30 October 2017
Just a quick update, Julie began hospice care on Friday, and she will be able to continue her IV nutrition as long as she wants. She will probably continue it until she becomes too delirious to make decisions and to have meaningful interactions. She understands that at that time, I will stop it for her. I don’t think she will decide to stop it before then, despite what she is going through.
Almost all of our children were here this weekend. I got Julie to come to church with us, and we sat together and watched our son Nathaniel bless the sacrament, and our son Christopher bring it to us. All weekend the older children once again got to see and talk to their mama. Heidi helped her with her make up, massaged her legs and painted her nails. It was an important visit for them, and they left in peace.
Julie had an appointment at the Teton Cancer Institute today, probably for the last time. Her oncologist told her that going to Houston for more PRRT treatments is probably no longer an option. Those treatments probably won’t help enough and she might not survive another treatment. This is what we suspected, no real news, but when we got out to the car, she still sobbed, “Well, this is it, I am going to die.” She was so sad. Her face showed the contortions of heartbreak and anguish. I got as close as I could in our truck, I just wanted to squeeze her so hard, but that would break her bones. Instead I just had to tell her how much I’d like to squeeze her.

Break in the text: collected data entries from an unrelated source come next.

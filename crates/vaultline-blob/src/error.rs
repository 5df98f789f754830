//! Error types for the blob module.

use thiserror::Error;

/// Errors that can occur while talking to the storage network.
#[derive(Debug, Error)]
pub enum BlobError {
    /// Every publisher in the ranked list failed; carries the last
    /// endpoint's error.
    #[error("all {attempts} storage endpoints failed; last error: {last_error}")]
    StorageUnavailable { attempts: usize, last_error: String },

    /// Transport-level failure against one endpoint.
    #[error("transport error: {0}")]
    Transport(String),

    /// An endpoint answered with a non-2xx status.
    #[error("unexpected status {status} from {endpoint}: {body}")]
    UnexpectedStatus {
        endpoint: String,
        status: u16,
        body: String,
    },

    /// The per-attempt timeout elapsed.
    #[error("request to {0} timed out")]
    Timeout(String),

    /// A 200 response that did not match either store-reply variant.
    #[error("unrecognized storage response: {0}")]
    BadResponse(String),
}

/// Result type for blob operations.
pub type Result<T> = std::result::Result<T, BlobError>;
//! # Vaultline Crypt
//!
//! Threshold-encryption plumbing for the resource pipeline.
//!
//! ## Overview
//!
//! The threshold primitives themselves live behind the [`KeyServerQuorum`]
//! capability: an external quorum of key servers that releases decryption
//! material only after dry-running an authorization call against the ledger.
//! This crate owns everything around that capability:
//!
//! - **SealedEnvelope**: the self-describing ciphertext container. The
//!   envelope embeds its own encryption id so decryption can proceed even if
//!   external metadata is partially lost.
//! - **ThresholdCodec**: encrypt/decrypt orchestration. On decrypt it
//!   *always* recovers the id by parsing the envelope and builds the
//!   authorization proof from that recovered id; a caller-supplied id is
//!   never trusted.
//! - **SessionKey**: a short-lived, holder-signed credential that batches
//!   authorization checks. Expiry fails closed, with no auto-renewal.
//! - **AuthorizationProofBuilder**: constructs the transaction-kind bytes
//!   each key server simulates. Parameterized per domain (CRM resource
//!   check, plain allowlist check).
//!
//! ## Ordering invariant
//!
//! Proof building happens strictly after envelope parsing. The codec
//! enforces this by doing both internally; there is no public way to feed a
//! hand-picked id into the proof for a decrypt call.

pub mod codec;
pub mod envelope;
pub mod error;
pub mod proof;
pub mod quorum;
pub mod session;

pub use codec::ThresholdCodec;
pub use envelope::{EnvelopeFormat, SealedEnvelope};
pub use error::{CryptError, Result};
pub use proof::{AuthorizationCall, AuthorizationProofBuilder, AuthorizationTemplate, LedgerClient};
pub use quorum::{DecryptRequest, KeyServerQuorum};
pub use session::{now_millis, PersonalMessageSigner, SessionKey};
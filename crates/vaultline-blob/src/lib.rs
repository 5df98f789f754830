//! # Vaultline Blob
//!
//! Client for the content-addressed storage network that holds encrypted
//! resource blobs.
//!
//! ## Overview
//!
//! The network is reached through many independent third-party HTTP
//! endpoints with uncorrelated uptime: *publishers* accept uploads,
//! *aggregators* serve downloads. No single endpoint is trusted to be up,
//! so every operation walks a ranked endpoint list until one succeeds.
//!
//! - [`EndpointPool`] - ordered fallback iteration with per-attempt timeouts
//! - [`BlobTransport`] - the wire seam; [`HttpBlobTransport`] for production,
//!   [`memory::MemoryBlobNetwork`] for tests
//! - [`StoreReply`] - the publisher's two-variant response
//!   (already stored vs newly stored), normalized once at the pool boundary
//!
//! Fallback is strictly sequential by design: concurrent probing of dozens
//! of free third-party endpoints would amplify load and muddy first-success
//! semantics. Worst-case latency is bounded by `endpoints x timeout`.

pub mod endpoint;
pub mod error;
pub mod pool;
pub mod reply;
pub mod transport;

pub use endpoint::{EndpointRole, StorageEndpoint};
pub use error::{BlobError, Result};
pub use pool::{EndpointPool, PoolConfig, UploadReceipt};
pub use reply::{StoreReply, StoredBlob};
pub use transport::{memory::MemoryBlobNetwork, BlobTransport, HttpBlobTransport};
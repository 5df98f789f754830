//! Test fixtures and helpers.
//!
//! Common setup code for integration tests: a fully wired pipeline over
//! the in-memory quorum, blob network, and metadata store.

use std::sync::Arc;

use vaultline::{Pipeline, PipelineConfig};
use vaultline_blob::MemoryBlobNetwork;
use vaultline_core::{ObjectRef, PackageId, ResourcePayload, SigningIdentity};
use vaultline_crypt::SessionKey;
use vaultline_store::MemoryMetadataStore;

use crate::ledger::StaticLedger;
use crate::quorum::LocalQuorum;

/// Publisher base URLs every fixture pipeline is configured with.
pub const PUBLISHERS: [&str; 3] = [
    "https://pub-1.test",
    "https://pub-2.test",
    "https://pub-3.test",
];

/// Aggregator base URLs every fixture pipeline is configured with.
pub const AGGREGATORS: [&str; 3] = [
    "https://agg-1.test",
    "https://agg-2.test",
    "https://agg-3.test",
];

/// A wired-up test environment: quorum, blob network, identity, config.
///
/// The quorum and network handles are shared with any pipeline built from
/// the fixture, so tests can flip failure knobs mid-scenario.
pub struct TestFixture {
    pub quorum: Arc<LocalQuorum>,
    pub network: Arc<MemoryBlobNetwork>,
    pub identity: SigningIdentity,
    pub config: PipelineConfig,
}

impl TestFixture {
    /// Three key servers, three publishers, three aggregators.
    pub fn new() -> Self {
        Self::with_servers(3)
    }

    /// Same, with an explicit key-server count.
    pub fn with_servers(servers: usize) -> Self {
        let mut config = PipelineConfig::new(
            PackageId::new(ObjectRef::from_bytes([0xa1; 32])),
            ObjectRef::from_bytes([0xa2; 32]),
        );
        config.publishers = PUBLISHERS.iter().map(|s| s.to_string()).collect();
        config.aggregators = AGGREGATORS.iter().map(|s| s.to_string()).collect();

        Self {
            quorum: Arc::new(LocalQuorum::with_master_key(servers, [0xc3; 32])),
            network: Arc::new(MemoryBlobNetwork::new()),
            identity: SigningIdentity::from_seed(&[0xd4; 32]),
            config,
        }
    }

    /// Build a pipeline over this fixture's collaborators and a fresh
    /// in-memory metadata store.
    pub fn pipeline(&self) -> Pipeline<MemoryMetadataStore> {
        Pipeline::new(
            self.quorum.clone(),
            Arc::new(StaticLedger),
            self.network.clone(),
            MemoryMetadataStore::new(),
            self.config.clone(),
        )
    }

    /// A fresh, valid session for the fixture identity.
    pub async fn session(&self) -> SessionKey {
        SessionKey::create(
            self.config.package_id,
            self.config.session_ttl_min,
            &self.identity,
        )
        .await
        .expect("session creation should not fail with a local signer")
    }

    /// A session whose ttl elapsed before the test started.
    pub async fn expired_session(&self) -> SessionKey {
        SessionKey::create_at(self.config.package_id, 1, &self.identity, 0)
            .await
            .expect("session creation should not fail with a local signer")
    }

    /// The organization registry object used across fixture scenarios.
    pub fn org_registry(&self) -> ObjectRef {
        ObjectRef::from_bytes([0xb1; 32])
    }

    /// A contact profile object.
    pub fn profile(&self) -> ObjectRef {
        ObjectRef::from_bytes([0xb2; 32])
    }

    /// The owning organization object.
    pub fn org(&self) -> ObjectRef {
        ObjectRef::from_bytes([0xb3; 32])
    }

    /// A note payload.
    pub fn note(text: &str) -> ResourcePayload {
        ResourcePayload::Note(text.to_string())
    }

    /// A named file payload.
    pub fn file(name: &str, bytes: &[u8]) -> ResourcePayload {
        ResourcePayload::File {
            name: name.to_string(),
            content_type: Some("application/pdf".to_string()),
            bytes: bytes.to_vec(),
        }
    }
}

impl Default for TestFixture {
    fn default() -> Self {
        Self::new()
    }
}

#[cfg(test)]
mod tests {
    use super::*;
    use vaultline_core::AccessLevel;

    #[tokio::test]
    async fn test_fixture_pipeline_roundtrips_a_note() {
        let fixture = TestFixture::new();
        let pipeline = fixture.pipeline();

        let outcome = pipeline
            .encrypt_and_store(
                TestFixture::note("hello"),
                fixture.profile(),
                fixture.org(),
                fixture.org_registry(),
                AccessLevel::Viewer,
                "0xme",
            )
            .await
            .unwrap();
        assert!(outcome.metadata_persisted);

        let records = pipeline
            .resources_for_profile(&fixture.profile())
            .await
            .unwrap();
        let session = fixture.session().await;
        let batch = pipeline
            .decrypt_many(&records, fixture.org_registry(), &session)
            .await
            .unwrap();
        assert_eq!(batch.succeeded[0].bytes, b"hello");
    }
}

After some gentle words we drove around together for the rest of the afternoon and evening. While I took care of errands she wanted to stay with me and ride shotgun, rather than go back to bed. Among other things, we drove to look at a cemetery, where she and I would lie together someday. She seemed to like it and was interested to see recent headstones of friends buried there also too soon. It seemed strangely comforting for her I think.
I doubt I will be writing again soon. I really don’t know how long this will last, while she gets IV nutrition. I asked her if she wanted to survive through the holidays. She said, “No that really doesn’t matter.” There is nothing really holding her back now, except family. When the time comes, I think she will be ready.